Il l’observe un moment, s’amuse de ses
maladresses
contrôle l’étanchéité du silence,
referme la porte.
« Ne pas entrer »
La lettre sert de corps – la lettre serre le corps ».
Effraction. Dans l’Autre épuisée à l’amour mortifère, intrusif, violemment. Jusqu’à la folie. « Terreur de l’effraction. / Il fouille et appuie / sur les ruines ». Mais une fenêtre dessine l’appel d’une autre aire. Pour échapper au corps-en-ruines UnicaHans ?
Dans Sombre Printemps, p.71-72, Unica Zürn écrit : « À présent elle sait enfin pourquoi elle vit : parce qu’elle devait “le” rencontrer ». Puis : « Qui pourrait supporter l’amour sans en mourir ? », « Oui, elle en est sûre maintenant : elle est venue au monde parce qu’elle devait le rencontrer. Et avec cette rencontre, sa souffrance commence, profonde comme un abîme ». À la pensée de ne plus le revoir, elle sombre dans le désespoir (Ibid., p.96) : « Elle regarde par la fenêtre et pense à sa mort prochaine. Elle a décidé de se jeter par la fenêtre… Combien sont-ils dans ce monde, debout devant leur fenêtre qui projettent de se jeter en bas ? »
UnicaHans engloutie par l’Autre, happée par la fenêtre.

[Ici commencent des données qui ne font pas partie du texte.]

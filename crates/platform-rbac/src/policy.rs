//! # Policy
//!
//! Explicit authorization interface injected into services. Callers hand a
//! service an [`Authorizer`] instead of the service resolving a global gate
//! from the caller's identity.

use std::collections::HashMap;

use thiserror::Error;
use uuid::Uuid;

use crate::actions::Action;
use crate::permissions::{Permission, PermissionSet};
use crate::resources::ResourceType;

/// Authorization failure.
#[derive(Debug, Clone, PartialEq, Eq, Error)]
pub enum AuthorizationError {
    /// The subject lacks the requested permission.
    #[error("Forbidden: {subject} may not {permission}")]
    Forbidden {
        /// Subject that was checked.
        subject: Uuid,
        /// Permission that was requested.
        permission: Permission,
    },
}

impl AuthorizationError {
    /// Get HTTP status code for this error.
    pub fn status_code(&self) -> u16 {
        403
    }

    /// Get error code for API responses.
    pub fn error_code(&self) -> &'static str {
        "FORBIDDEN"
    }
}

/// Decides whether a subject may perform an action.
///
/// # Example
///
/// ```
/// use platform_rbac::{Authorizer, Permission, StaticPolicy};
/// use uuid::Uuid;
///
/// let policy = StaticPolicy::organization_creators();
/// assert!(policy.authorize(Uuid::now_v7(), &Permission::create_organization()).is_ok());
/// ```
pub trait Authorizer: Send + Sync {
    /// Return `Ok(())` if `subject` holds `permission`.
    fn authorize(&self, subject: Uuid, permission: &Permission) -> Result<(), AuthorizationError>;

    /// Convenience form taking the action and resource type separately.
    fn authorize_action(
        &self,
        subject: Uuid,
        action: Action,
        resource: ResourceType,
    ) -> Result<(), AuthorizationError> {
        self.authorize(subject, &Permission::new(resource, action))
    }
}

/// Policy backed by fixed permission sets.
///
/// Every subject receives `defaults` unless it has an override, in which
/// case the override replaces the defaults entirely.
#[derive(Debug, Clone, Default)]
pub struct StaticPolicy {
    defaults: PermissionSet,
    overrides: HashMap<Uuid, PermissionSet>,
}

impl StaticPolicy {
    /// Create a policy granting `defaults` to every subject.
    pub fn new(defaults: PermissionSet) -> Self {
        Self {
            defaults,
            overrides: HashMap::new(),
        }
    }

    /// Policy where any authenticated subject may create organizations.
    pub fn organization_creators() -> Self {
        Self::new(PermissionSet::new().with(Permission::create_organization()))
    }

    /// Replace a subject's permissions with `permissions`.
    pub fn grant(mut self, subject: Uuid, permissions: PermissionSet) -> Self {
        self.overrides.insert(subject, permissions);
        self
    }

    /// Strip every permission from a subject.
    pub fn deny_all(self, subject: Uuid) -> Self {
        self.grant(subject, PermissionSet::new())
    }

    /// Effective permissions for a subject.
    pub fn permissions_for(&self, subject: Uuid) -> &PermissionSet {
        self.overrides.get(&subject).unwrap_or(&self.defaults)
    }
}

impl Authorizer for StaticPolicy {
    fn authorize(&self, subject: Uuid, permission: &Permission) -> Result<(), AuthorizationError> {
        if self.permissions_for(subject).has(permission) {
            Ok(())
        } else {
            Err(AuthorizationError::Forbidden {
                subject,
                permission: permission.clone(),
            })
        }
    }
}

L’engloutissement, Perrine Le Querrec nous le figure entre autres par les passages biffés, le caviardage de lignes entières, la précipitation d’un langage se désarticulant prêt du saut dans le précipice :
« Hans va donner une phrase à
Unica vient jouer avec les mots de
Hans va chercher la ficelle pour
Unica vient tendre les bras vers
Hans va sangler les cuisses d’
Unica vient d’être immobilisée par
Hans va tirer son portrait et
Unica vient d’apparaître décapitée »
UnicaHans précipitée dans le vide/risque absolu de vivre par-dessus bords.